--- EXCERPTED DATA Enclosed Below ---

//! Declarative model type definitions

/// Define a model struct together with its declared field list
///
/// Every field must implement [`FieldValue`](crate::model::FieldValue). The
/// generated [`ModelObject`](crate::model::ModelObject) impl registers the
/// fields in declaration order and converts losslessly to and from
/// [`Object`](crate::model::Object).
macro_rules! model_object {
    (
        $(#[$meta:meta])*
        pub struct $name:ident as $entity:literal {
            $(
                $(#[$field_meta:meta])*
                pub $field:ident : $ty:ty,
            )*
        }
    ) => {
        $(#[$meta])*
        #[derive(Debug, Clone, Default, PartialEq)]
        pub struct $name {
            $(
                $(#[$field_meta])*
                pub $field: $ty,
            )*
        }

        impl $crate::model::ModelObject for $name {
            const ENTITY: &'static str = $entity;

            fn descriptor() -> $crate::mapping::TypeDescriptor {
                $crate::mapping::TypeDescriptor::new($crate::model::TypeKey::model($entity))
                    $(
                        .field(
                            stringify!($field),
                            <$ty as $crate::model::FieldValue>::field_type(),
                        )
                    )*
            }

            fn to_object(&self) -> $crate::model::Object {
                #[allow(unused_mut)]
                let mut object = $crate::model::Object::new($crate::model::TypeKey::model($entity));
                $(
                    object.set(
                        stringify!($field),
                        $crate::model::FieldValue::to_value(&self.$field),
                    );
                )*
                object
            }

            fn from_object(
                #[allow(unused_variables)] object: &$crate::model::Object,
            ) -> Result<Self, $crate::model::ValueError> {
                Ok(Self {
                    $(
                        $field: <$ty as $crate::model::FieldValue>::from_value(
                            object
                                .get(stringify!($field))
                                .cloned()
                                .unwrap_or($crate::model::Value::Null),
                        )
                        .map_err(|e| e.in_field(stringify!($field)))?,
                    )*
                })
            }
        }

        impl $crate::model::FieldValue for $name {
            fn field_type() -> $crate::model::FieldType {
                $crate::model::FieldType::Object($entity.to_string())
            }

            fn to_value(&self) -> $crate::model::Value {
                $crate::model::Value::Object($crate::model::ModelObject::to_object(self))
            }

            fn from_value(
                value: $crate::model::Value,
            ) -> Result<Self, $crate::model::ValueError> {
                match value {
                    $crate::model::Value::Object(object) => {
                        <Self as $crate::model::ModelObject>::from_object(&object)
                    }
                    $crate::model::Value::Null => Ok(Self::default()),
                    other => Err($crate::model::ValueError::new($entity, &other)),
                }
            }
        }
    };
}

--- End of Enclosed EXCERPTED DATA ---

• **PROBLEM DETAILS**: Transcribe all of the material above with complete accuracy.

• **RESPONSE TO THIS EXERCISE**:
//! Declarative model type definitions

/// Define a model struct together with its declared field list
///
/// Every field must implement [`FieldValue`](crate::model::FieldValue). The
/// generated [`ModelObject`](crate::model::ModelObject) impl registers the
/// fields in declaration order and converts losslessly to and from
/// [`Object`](crate::model::Object).
macro_rules! model_object {
    (
        $(#[$meta:meta])*
        pub struct $name:ident as $entity:literal {
            $(
                $(#[$field_meta:meta])*
                pub $field:ident : $ty:ty,
            )*
        }
    ) => {
        $(#[$meta])*
        #[derive(Debug, Clone, Default, PartialEq)]
        pub struct $name {
            $(
                $(#[$field_meta])*
                pub $field: $ty,
            )*
        }

        impl $crate::model::ModelObject for $name {
            const ENTITY: &'static str = $entity;

            fn descriptor() -> $crate::mapping::TypeDescriptor {
                $crate::mapping::TypeDescriptor::new($crate::model::TypeKey::model($entity))
                    $(
                        .field(
                            stringify!($field),
                            <$ty as $crate::model::FieldValue>::field_type(),
                        )
                    )*
            }

            fn to_object(&self) -> $crate::model::Object {
                #[allow(unused_mut)]
                let mut object = $crate::model::Object::new($crate::model::TypeKey::model($entity));
                $(
                    object.set(
                        stringify!($field),
                        $crate::model::FieldValue::to_value(&self.$field),
                    );
                )*
                object
            }

            fn from_object(
                #[allow(unused_variables)] object: &$crate::model::Object,
            ) -> Result<Self, $crate::model::ValueError> {
                Ok(Self {
                    $(
                        $field: <$ty as $crate::model::FieldValue>::from_value(
                            object
                                .get(stringify!($field))
                                .cloned()
                                .unwrap_or($crate::model::Value::Null),
                        )
                        .map_err(|e| e.in_field(stringify!($field)))?,
                    )*
                })
            }
        }

        impl $crate::model::FieldValue for $name {
            fn field_type() -> $crate::model::FieldType {
                $crate::model::FieldType::Object($entity.to_string())
            }

            fn to_value(&self) -> $crate::model::Value {
                $crate::model::Value::Object($crate::model::ModelObject::to_object(self))
            }

            fn from_value(
                value: $crate::model::Value,
            ) -> Result<Self, $crate::model::ValueError> {
                match value {
                    $crate::model::Value::Object(object) => {
                        <Self as $crate::model::ModelObject>::from_object(&object)
                    }
                    $crate::model::Value::Null => Ok(Self::default()),
                    other => Err($crate::model::ValueError::new($entity, &other)),
                }
            }
        }
    };
}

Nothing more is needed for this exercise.